▸ **TO DO**: To complete the exercise, repeat every record exactly as it stands.

+++

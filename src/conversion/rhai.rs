//! Host `Value` <-> `rhai::Dynamic` conversion.

use std::collections::BTreeMap;

use rhai::{Array, Dynamic, Map};

use crate::error::EvalError;
use crate::value::Value;

pub fn host_to_rhai(value: &Value) -> Dynamic {
    match value {
        Value::Null => Dynamic::UNIT,
        Value::Bool(b) => Dynamic::from(*b),
        Value::Int(i) => Dynamic::from(*i),
        Value::Float(f) => Dynamic::from(*f),
        Value::String(s) => Dynamic::from(s.clone()),
        Value::List(items) | Value::Tuple(items) => {
            let arr: Array = items.iter().map(host_to_rhai).collect();
            Dynamic::from(arr)
        }
        Value::Map(m) => {
            let mut map = Map::new();
            for (k, v) in m {
                map.insert(k.as_str().into(), host_to_rhai(v));
            }
            Dynamic::from(map)
        }
        Value::StringListMap(m) => {
            let mut map = Map::new();
            for (k, v) in m {
                let arr: Array = v.iter().map(|s| Dynamic::from(s.clone())).collect();
                map.insert(k.as_str().into(), Dynamic::from(arr));
            }
            Dynamic::from(map)
        }
        Value::Set(s) => {
            let arr: Array = s.iter().map(|v| Dynamic::from(v.clone())).collect();
            Dynamic::from(arr)
        }
        Value::Request(req) => {
            let flattened = crate::provider::request::flatten(req);
            host_to_rhai(&Value::Map(flattened))
        }
        Value::Function(name) => Dynamic::from(name.clone()),
        Value::Error(msg) => Dynamic::from(msg.clone()),
    }
}

pub fn rhai_to_host(dynamic: Dynamic) -> Result<Value, EvalError> {
    if dynamic.is_unit() {
        return Ok(Value::Null);
    }
    if let Some(b) = dynamic.clone().try_cast::<bool>() {
        return Ok(Value::Bool(b));
    }
    if let Some(i) = dynamic.clone().try_cast::<i64>() {
        return Ok(Value::Int(i));
    }
    if let Some(f) = dynamic.clone().try_cast::<f64>() {
        return Ok(Value::Float(f));
    }
    if dynamic.is_string() {
        return Ok(Value::String(dynamic.into_string().unwrap_or_default()));
    }
    if dynamic.is_array() {
        let arr = dynamic.cast::<Array>();
        let items = arr
            .into_iter()
            .map(rhai_to_host)
            .collect::<Result<Vec<_>, _>>()?;
        return Ok(Value::List(items));
    }
    if dynamic.is_map() {
        let map = dynamic.cast::<Map>();
        let mut out = BTreeMap::new();
        for (k, v) in map {
            out.insert(k.to_string(), rhai_to_host(v)?);
        }
        return Ok(Value::Map(out));
    }
    if dynamic.is::<rhai::FnPtr>() {
        let fp = dynamic.cast::<rhai::FnPtr>();
        return Err(EvalError::ConversionFailed(format!(
            "uncalled function `{}` cannot convert to a host value",
            fp.fn_name()
        )));
    }

    Err(EvalError::ConversionFailed(format!(
        "unsupported rhai value of type {}",
        dynamic.type_name()
    )))
}

#[cfg(test)]
mod tests {
    use super::*;

    #[test]
    fn round_trips_primitives() {
        for v in [Value::Null, Value::Bool(true), Value::Int(7), Value::Float(1.5)] {
            let d = host_to_rhai(&v);
            assert_eq!(rhai_to_host(d).unwrap(), v);
        }
    }

    #[test]
    fn round_trips_string() {
        let v = Value::String("hi".into());
        assert_eq!(rhai_to_host(host_to_rhai(&v)).unwrap(), v);
    }

    #[test]
    fn round_trips_map() {
        let mut m = BTreeMap::new();
        m.insert("a".to_string(), Value::Int(1));
        let v = Value::Map(m);
        assert_eq!(rhai_to_host(host_to_rhai(&v)).unwrap(), v);
    }

    #[test]
    fn uncalled_function_fails_conversion() {
        let fp = Dynamic::from(rhai::FnPtr::new("greet").unwrap());
        assert!(matches!(
            rhai_to_host(fp),
            Err(EvalError::ConversionFailed(_))
        ));
    }
}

+++

▸ **REPLY TO THE TASK**:
filename src/conversion/rhai.rs
//! Host `Value` <-> `rhai::Dynamic` conversion.

use std::collections::BTreeMap;

use rhai::{Array, Dynamic, Map};

use crate::error::EvalError;
use crate::value::Value;

pub fn host_to_rhai(value: &Value) -> Dynamic {
    match value {
        Value::Null => Dynamic::UNIT,
        Value::Bool(b) => Dynamic::from(*b),
        Value::Int(i) => Dynamic::from(*i),
        Value::Float(f) => Dynamic::from(*f),
        Value::String(s) => Dynamic::from(s.clone()),
        Value::List(items) | Value::Tuple(items) => {
            let arr: Array = items.iter().map(host_to_rhai).collect();
            Dynamic::from(arr)
        }
        Value::Map(m) => {
            let mut map = Map::new();
            for (k, v) in m {
                map.insert(k.as_str().into(), host_to_rhai(v));
            }
            Dynamic::from(map)
        }
        Value::StringListMap(m) => {
            let mut map = Map::new();
            for (k, v) in m {
                let arr: Array = v.iter().map(|s| Dynamic::from(s.clone())).collect();
                map.insert(k.as_str().into(), Dynamic::from(arr));
            }
            Dynamic::from(map)
        }
        Value::Set(s) => {
            let arr: Array = s.iter().map(|v| Dynamic::from(v.clone())).collect();
            Dynamic::from(arr)
        }
        Value::Request(req) => {
            let flattened = crate::provider::request::flatten(req);
            host_to_rhai(&Value::Map(flattened))
        }
        Value::Function(name) => Dynamic::from(name.clone()),
        Value::Error(msg) => Dynamic::from(msg.clone()),
    }
}

pub fn rhai_to_host(dynamic: Dynamic) -> Result<Value, EvalError> {
    if dynamic.is_unit() {
        return Ok(Value::Null);
    }
    if let Some(b) = dynamic.clone().try_cast::<bool>() {
        return Ok(Value::Bool(b));
    }
    if let Some(i) = dynamic.clone().try_cast::<i64>() {
        return Ok(Value::Int(i));
    }
    if let Some(f) = dynamic.clone().try_cast::<f64>() {
        return Ok(Value::Float(f));
    }
    if dynamic.is_string() {
        return Ok(Value::String(dynamic.into_string().unwrap_or_default()));
    }
    if dynamic.is_array() {
        let arr = dynamic.cast::<Array>();
        let items = arr
            .into_iter()
            .map(rhai_to_host)
            .collect::<Result<Vec<_>, _>>()?;
        return Ok(Value::List(items));
    }
    if dynamic.is_map() {
        let map = dynamic.cast::<Map>();
        let mut out = BTreeMap::new();
        for (k, v) in map {
            out.insert(k.to_string(), rhai_to_host(v)?);
        }
        return Ok(Value::Map(out));
    }
    if dynamic.is::<rhai::FnPtr>() {
        let fp = dynamic.cast::<rhai::FnPtr>();
        return Err(EvalError::ConversionFailed(format!(
            "uncalled function `{}` cannot convert to a host value",
            fp.fn_name()
        )));
    }

    Err(EvalError::ConversionFailed(format!(
        "unsupported rhai value of type {}",
        dynamic.type_name()
    )))
}

#[cfg(test)]
mod tests {
    use super::*;

    #[test]
    fn round_trips_primitives() {
        for v in [Value::Null, Value::Bool(true), Value::Int(7), Value::Float(1.5)] {
            let d = host_to_rhai(&v);
            assert_eq!(rhai_to_host(d).unwrap(), v);
        }
    }

    #[test]
    fn round_trips_string() {
        let v = Value::String("hi".into());
        assert_eq!(rhai_to_host(host_to_rhai(&v)).unwrap(), v);
    }

    #[test]
    fn round_trips_map() {
        let mut m = BTreeMap::new();
        m.insert("a".to_string(), Value::Int(1));
        let v = Value::Map(m);
        assert_eq!(rhai_to_host(host_to_rhai(&v)).unwrap(), v);
    }

    #[test]
    fn uncalled_function_fails_conversion() {
        let fp = Dynamic::from(rhai::FnPtr::new("greet").unwrap());
        assert!(matches!(
            rhai_to_host(fp),
            Err(EvalError::ConversionFailed(_))
        ));
    }
}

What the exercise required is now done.